MetaVIPER inference of XPO1 activity in rhabdoid tumors and Wilms tumor cell lines. A) MetaVIPER analysis schema. Biopsy specimens undergo histopathologic review and cores with ≥ 70% tumor cellularity are reserved for RNAseq. A differential gene expression signature (GES) is computed by comparing the relative expression of each gene with a pan-cancer reference. Gene regulatory networks, e.g. interactomes generated by ARACNe from TCGA cancer cohorts, independently interrogate the GES by enrichment analysis, generating an NES score for each protein representing its transcriptional regulatory activity. The final activity score for each protein is computed by Fisher’s integration of the NES values derived using each network independently. B) Boxplots representing the distribution of metaVIPER inferred XPO1 activity for 33 TCGA tumor cohorts, 3 TARGET pediatric tumor cohorts (MRT, WT, and osteosarcoma), one neuroendocrine tumor cohort, and two MSK cohorts (WT and MRT). The median and interquartile range for NES values is represented by each box for the respective tumor cohort. NES values from enrichment analysis are comparable to Z-scores, with higher scores representing increased activity. C) Boxplots representing metaVIPER prediction rank for each of the top 30 ‘druggable’ proteins for MRT in TARGET (n=68). D) Boxplot of inferred activity for each of the top 30 proteins predicted for Wilms tumor in TARGET (n=132). XPO1 is a significantly activated protein in both MRT and WT. Boxplots representing the top 30 ‘druggable’ proteins in WT demonstrate the distribution of the rank of the protein in the 132 samples.
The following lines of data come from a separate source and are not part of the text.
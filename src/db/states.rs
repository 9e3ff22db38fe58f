use sqlx::PgPool;

use crate::models::State;
use crate::options::OptionItem;

/// Valid child options for the selected countries, ordered by label. The
/// page render and the on-demand endpoint both call this, so the two paths
/// return identical sequences. No parents selected means no options, never
/// an error.
pub async fn options_for_countries(
    pool: &PgPool,
    country_ids: &[i64],
) -> Result<Vec<OptionItem>, sqlx::Error> {
    if country_ids.is_empty() {
        return Ok(Vec::new());
    }

    sqlx::query_as::<_, OptionItem>(
        "SELECT id, name AS text FROM states
         WHERE is_active = 1 AND country_id = ANY($1)
         ORDER BY name ASC, id ASC",
    )
    .bind(country_ids)
    .fetch_all(pool)
    .await
}

pub async fn find_by_id(pool: &PgPool, id: i64) -> Result<Option<State>, sqlx::Error> {
    sqlx::query_as::<_, State>("SELECT * FROM states WHERE id = $1")
        .bind(id)
        .fetch_optional(pool)
        .await
}

pub async fn create(pool: &PgPool, country_id: i64, name: &str) -> Result<State, sqlx::Error> {
    sqlx::query_as::<_, State>(
        "INSERT INTO states (country_id, name) VALUES ($1, $2)
         RETURNING id, country_id, name, is_active",
    )
    .bind(country_id)
    .bind(name)
    .fetch_one(pool)
    .await
}
pub mod geo;
pub mod org;
pub mod role;
pub mod user;

pub use geo::{City, CityRow, Country, State};
pub use org::Org;
pub use role::Role;
pub use user::{Status, User, UserRow};
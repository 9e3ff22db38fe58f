use sqlx::{PgPool, Postgres, QueryBuilder};

use crate::listing::{Page, Pager, Predicate};
use crate::models::{City, CityRow, Status};

const SEARCH_COLUMNS: &[&str] = &["c.name"];

const SEARCH_RELATED: &[&str] = &[
    "EXISTS (SELECT 1 FROM states s2 WHERE s2.id = c.state_id AND s2.name ILIKE ",
    "EXISTS (SELECT 1 FROM states s3 JOIN countries co2 ON co2.id = s3.country_id \
     WHERE s3.id = c.state_id AND co2.name ILIKE ",
];

/// Active cities filtered by search term and country/state id lists, with
/// the state and country names joined in for display. Empty id lists are
/// the unconstrained sentinel.
pub async fn list(
    pool: &PgPool,
    search: Option<&str>,
    country_ids: &[i64],
    state_ids: &[i64],
    pager: Pager,
    page: i64,
) -> Result<Page<CityRow>, sqlx::Error> {
    let predicate = Predicate::new()
        .text(search, SEARCH_COLUMNS, SEARCH_RELATED)
        .id_in("s.country_id", country_ids)
        .id_in("c.state_id", state_ids);

    let mut count_qb = QueryBuilder::<Postgres>::new(
        "SELECT COUNT(*) FROM cities c \
         JOIN states s ON s.id = c.state_id \
         WHERE c.is_active = 1",
    );
    predicate.apply(&mut count_qb);
    let total: i64 = count_qb.build_query_scalar().fetch_one(pool).await?;

    let (limit, offset) = pager.limit_offset(page);
    let mut qb = QueryBuilder::<Postgres>::new(
        "SELECT c.id, c.name, s.name AS state_name, co.name AS country_name \
         FROM cities c \
         JOIN states s ON s.id = c.state_id \
         JOIN countries co ON co.id = s.country_id \
         WHERE c.is_active = 1",
    );
    predicate.apply(&mut qb);
    qb.push(" ORDER BY c.name ASC, c.id ASC LIMIT ");
    qb.push_bind(limit);
    qb.push(" OFFSET ");
    qb.push_bind(offset);

    let items = qb.build_query_as::<CityRow>().fetch_all(pool).await?;

    Ok(Page {
        items,
        total,
        page: page.max(1),
        per_page: pager.page_size,
    })
}

pub async fn find_by_id(pool: &PgPool, id: i64) -> Result<Option<City>, sqlx::Error> {
    sqlx::query_as::<_, City>("SELECT * FROM cities WHERE id = $1")
        .bind(id)
        .fetch_optional(pool)
        .await
}

pub async fn create(pool: &PgPool, state_id: i64, name: &str) -> Result<City, sqlx::Error> {
    sqlx::query_as::<_, City>(
        "INSERT INTO cities (state_id, name) VALUES ($1, $2) RETURNING *",
    )
    .bind(state_id)
    .bind(name)
    .fetch_one(pool)
    .await
}

#[derive(Debug, Default)]
pub struct CityChanges {
    pub name: Option<String>,
    pub state_id: Option<i64>,
}

pub async fn update(
    pool: &PgPool,
    id: i64,
    changes: &CityChanges,
    actor_id: i64,
) -> Result<u64, sqlx::Error> {
    let mut qb = QueryBuilder::<Postgres>::new("UPDATE cities SET updated_at = now()");
    qb.push(", updatedby_userid = ");
    qb.push_bind(actor_id);
    if let Some(name) = &changes.name {
        qb.push(", name = ");
        qb.push_bind(name.clone());
    }
    if let Some(state_id) = changes.state_id {
        qb.push(", state_id = ");
        qb.push_bind(state_id);
    }
    qb.push(" WHERE id = ");
    qb.push_bind(id);

    let result = qb.build().execute(pool).await?;
    Ok(result.rows_affected())
}

/// Reference rows are hard-deleted; there is nothing downstream to audit.
pub async fn delete(pool: &PgPool, id: i64) -> Result<u64, sqlx::Error> {
    let result = sqlx::query("DELETE FROM cities WHERE id = $1")
        .bind(id)
        .execute(pool)
        .await?;
    Ok(result.rows_affected())
}

pub async fn bulk_remove(pool: &PgPool, ids: &[i64], actor_id: i64) -> Result<u64, sqlx::Error> {
    let result = sqlx::query(
        "UPDATE cities SET is_active = $2, updatedby_userid = $3, updated_at = now()
         WHERE id = ANY($1)",
    )
    .bind(ids)
    .bind(Status::Removed)
    .bind(actor_id)
    .execute(pool)
    .await?;
    Ok(result.rows_affected())
}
XPO1 ranks as the third most frequently activated druggable protein in MRT and the second most frequently activated druggable protein in WT.

Abbreviations: TCGA, The Cancer Genome Atlas; TARGET, Therapeutically Applicable Research to Generate Effective Treatments; NES, normalized enrichment score; MRT, malignant rhabdoid tumors; WT, Wilms tumors.